> Material for this exercise:
// Copyright 2019-2020 Benjamin Fry <benjaminfry@me.com>
//
// Licensed under the Apache License, Version 2.0, <LICENSE-APACHE or
// http://apache.org/licenses/LICENSE-2.0> or the MIT license <LICENSE-MIT or
// http://opensource.org/licenses/MIT>, at your option. This file may not be
// copied, modified, or distributed except according to those terms.

//! Run one worker process per configuration file and merge their output onto one labeled stream

pub mod config;
mod error;
pub mod pipe;
pub mod procs;

pub use error::{Error, ErrorKind};
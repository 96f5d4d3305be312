// Copyright 2019-2020 Benjamin Fry <benjaminfry@me.com>
//
// Licensed under the Apache License, Version 2.0, <LICENSE-APACHE or
// http://apache.org/licenses/LICENSE-2.0> or the MIT license <LICENSE-MIT or
// http://opensource.org/licenses/MIT>, at your option. This file may not be
// copied, modified, or distributed except according to those terms.

use std::io;
use std::sync::Arc;

use async_trait::async_trait;
use tokio::io::{AsyncBufReadExt, AsyncRead, AsyncWrite, AsyncWriteExt, BufReader, Stdout};
use tokio::sync::Mutex;
use tracing::debug;

use crate::procs::WorkerHandle;
use crate::Error;

/// Destination shared by all worker output readers
///
/// Each call receives one complete, labeled line, which must reach the underlying output
/// without being interleaved with any other line.
#[async_trait]
pub trait LineSink: Send + Sync {
    async fn write_line(&self, line: &[u8]) -> io::Result<()>;
}

/// A `LineSink` that serializes writers on a mutex, flushing after every line
#[derive(Debug)]
pub struct WriterSink<W> {
    writer: Mutex<W>,
}

impl<W> WriterSink<W> {
    pub fn new(writer: W) -> Self {
        Self {
            writer: Mutex::new(writer),
        }
    }
}

impl WriterSink<Stdout> {
    pub fn stdout() -> Self {
        Self::new(tokio::io::stdout())
    }
}

impl WriterSink<Vec<u8>> {
    /// Everything written so far
    pub async fn contents(&self) -> Vec<u8> {
        self.writer.lock().await.clone()
    }
}

#[async_trait]
impl<W> LineSink for WriterSink<W>
where
    W: AsyncWrite + Unpin + Send,
{
    async fn write_line(&self, line: &[u8]) -> io::Result<()> {
        let mut writer = self.writer.lock().await;
        writer.write_all(line).await?;
        writer.flush().await
    }
}

/// `[label] line\n`, the line's own terminator (`\n` or `\r\n`) is normalized
pub fn format_line(label: &str, line: &[u8]) -> Vec<u8> {
    let line = line.strip_suffix(b"\n").unwrap_or(line);
    let line = line.strip_suffix(b"\r").unwrap_or(line);

    let mut out = Vec::with_capacity(label.len() + line.len() + 4);
    out.push(b'[');
    out.extend_from_slice(label.as_bytes());
    out.extend_from_slice(b"] ");
    out.extend_from_slice(line);
    out.push(b'\n');
    out
}

/// Copy `reader` to `sink` line by line until EOF, returning the number of lines
pub async fn forward<R>(label: &str, reader: R, sink: &dyn LineSink) -> Result<u64, Error>
where
    R: AsyncRead + Unpin,
{
    let mut reader = BufReader::new(reader);
    let mut buf = Vec::with_capacity(256);
    let mut lines = 0;

    loop {
        buf.clear();
        if reader.read_until(b'\n', &mut buf).await? == 0 {
            break;
        }

        sink.write_line(&format_line(label, &buf)).await?;
        lines += 1;
    }

    debug!("{}: output closed", label);
    Ok(lines)
}

/// Spawn the reader task for `handle`'s output.
///
/// The task owns only the read end of the pipe and a copy of the label, it ends when the
/// worker (and anything it passed its stdout to) has exited.
pub fn attach(handle: &mut WorkerHandle, sink: Arc<dyn LineSink>) -> Result<(), Error> {
    let output = handle
        .take_output()
        .ok_or("output of this worker is already attached")?;
    let label = handle.label().to_string();

    let reader = tokio::spawn(async move { forward(&label, output, &*sink).await });
    handle.set_reader(reader);

    Ok(())
}

#[cfg(test)]
mod tests {
    use super::*;

    fn lines(bytes: &[u8]) -> Vec<String> {
        String::from_utf8_lossy(bytes)
            .lines()
            .map(str::to_string)
            .collect()
    }

    #[test]
    fn test_format_line() {
        assert_eq!(format_line("a.cfg", b"ready\n"), b"[a.cfg] ready\n".to_vec());
        assert_eq!(format_line("a.cfg", b"ready\r\n"), b"[a.cfg] ready\n".to_vec());
        assert_eq!(format_line("a.cfg", b"no newline"), b"[a.cfg] no newline\n".to_vec());
        assert_eq!(format_line("a.cfg", b"\n"), b"[a.cfg] \n".to_vec());
    }

    #[tokio::test]
    async fn test_forward() {
        let sink = WriterSink::new(Vec::new());
        let input: &[u8] = b"one\ntwo\n\xff\xfe\nlast";

        let count = forward("bot.env", input, &sink).await.expect("forward failed");
        assert_eq!(count, 4);
        assert_eq!(
            sink.contents().await,
            b"[bot.env] one\n[bot.env] two\n[bot.env] \xff\xfe\n[bot.env] last\n".to_vec()
        );
    }

    #[tokio::test]
    async fn test_concurrent_lines_are_not_split() {
        let sink = Arc::new(WriterSink::new(Vec::new()));
        let long = "x".repeat(64 * 1024);
        let input = format!("{}\n", long).repeat(8).into_bytes();

        let tasks: Vec<_> = ["a", "b", "c", "d"]
            .iter()
            .map(|&label| {
                let sink = Arc::clone(&sink);
                let input = input.clone();
                tokio::spawn(async move { forward(label, &input[..], &*sink).await })
            })
            .collect();

        for task in tasks {
            assert_eq!(task.await.expect("join").expect("forward"), 8);
        }

        let contents = sink.contents().await;
        let lines = lines(&contents);
        assert_eq!(lines.len(), 32);
        for line in lines {
            let rest = ["[a] ", "[b] ", "[c] ", "[d] "]
                .iter()
                .find_map(|prefix| line.strip_prefix(prefix))
                .expect("missing label");
            assert_eq!(rest, long);
        }
    }
}
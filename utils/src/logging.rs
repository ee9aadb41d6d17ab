//! Structured logging initialization via `tracing`.

use tracing_subscriber::EnvFilter;

/// Initialize the tracing subscriber with sensible defaults.
///
/// Respects the `RUST_LOG` environment variable for filtering.
pub fn init_tracing() {
    tracing_subscriber::fmt()
        .with_env_filter(EnvFilter::from_default_env())
        .init();
}

/// Initialize tracing with an explicit default level, still overridable via
/// `RUST_LOG`.
pub fn init_tracing_with_level(level: &str) {
    let filter = EnvFilter::try_from_default_env()
        .unwrap_or_else(|_| EnvFilter::new(level.to_string()));
    tracing_subscriber::fmt().with_env_filter(filter).init();
}
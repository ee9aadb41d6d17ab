//! Eligibility assertion verification.
//!
//! Assertions are issued off-line by signer-role key holders and verified
//! here as a pure function of `(message, signature, signer set)` — no
//! controller state is touched, so the rules stay unit-testable in
//! isolation.
//!
//! Messages are canonicalized by hashing fixed-order, fixed-width fields
//! with a domain tag and the collection identity, which pins an assertion
//! to one deployment and one purpose (sale vs. free claim).

use crate::phase::PhaseId;
use mintgate_crypto::{blake2b_256_multi, verify_signature};
use mintgate_types::{Address, Signature};
use std::collections::BTreeSet;

/// Domain tag for priced-phase eligibility assertions.
const SALE_DOMAIN: &[u8] = b"mintgate.sale.v1";
/// Domain tag for free-claim assertions.
const CLAIM_DOMAIN: &[u8] = b"mintgate.claim.v1";

/// Canonical message for a priced gated phase.
///
/// Binds the participant and phase to this deployment. No nonce: replay
/// across transactions is bounded by the participant's quota counter, so a
/// single assertion intentionally authorizes up to
/// `max_tx_per_participant` transactions.
pub fn sale_message(collection_id: &[u8; 32], phase: &PhaseId, participant: &Address) -> [u8; 32] {
    blake2b_256_multi(&[
        SALE_DOMAIN,
        collection_id,
        phase.as_str().as_bytes(),
        participant.as_bytes(),
    ])
}

/// Canonical message for a free claim.
///
/// Additionally binds the quantity and the participant's current nonce, so
/// each assertion authorizes exactly one claim.
pub fn claim_message(
    collection_id: &[u8; 32],
    participant: &Address,
    quantity: u64,
    nonce: u64,
) -> [u8; 32] {
    blake2b_256_multi(&[
        CLAIM_DOMAIN,
        collection_id,
        participant.as_bytes(),
        &quantity.to_be_bytes(),
        &nonce.to_be_bytes(),
    ])
}

/// Whether `signature` over `message` was produced by any current member of
/// the signer set.
///
/// Role membership is checked at consumption time: a key revoked after
/// issuing an assertion no longer authorizes anything.
pub fn is_authorized(
    message: &[u8; 32],
    signature: &Signature,
    signer_set: &BTreeSet<Address>,
) -> bool {
    signer_set
        .iter()
        .any(|signer| verify_signature(message, signature, &signer.public_key()))
}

> Work instruction: An exact copy of the lines above between the line holding "for line in" and the line holding "variable for filtering.", inclusive, is the whole answer.

> Result of this task:
        for line in lines {
            let rest = ["[a] ", "[b] ", "[c] ", "[d] "]
                .iter()
                .find_map(|prefix| line.strip_prefix(prefix))
                .expect("missing label");
            assert_eq!(rest, long);
        }
    }
}
filename utils/src/logging.rs
repository ee9aadb41d6d17ab
//! Structured logging initialization via `tracing`.

use tracing_subscriber::EnvFilter;

/// Initialize the tracing subscriber with sensible defaults.
///
/// Respects the `RUST_LOG` environment variable for filtering.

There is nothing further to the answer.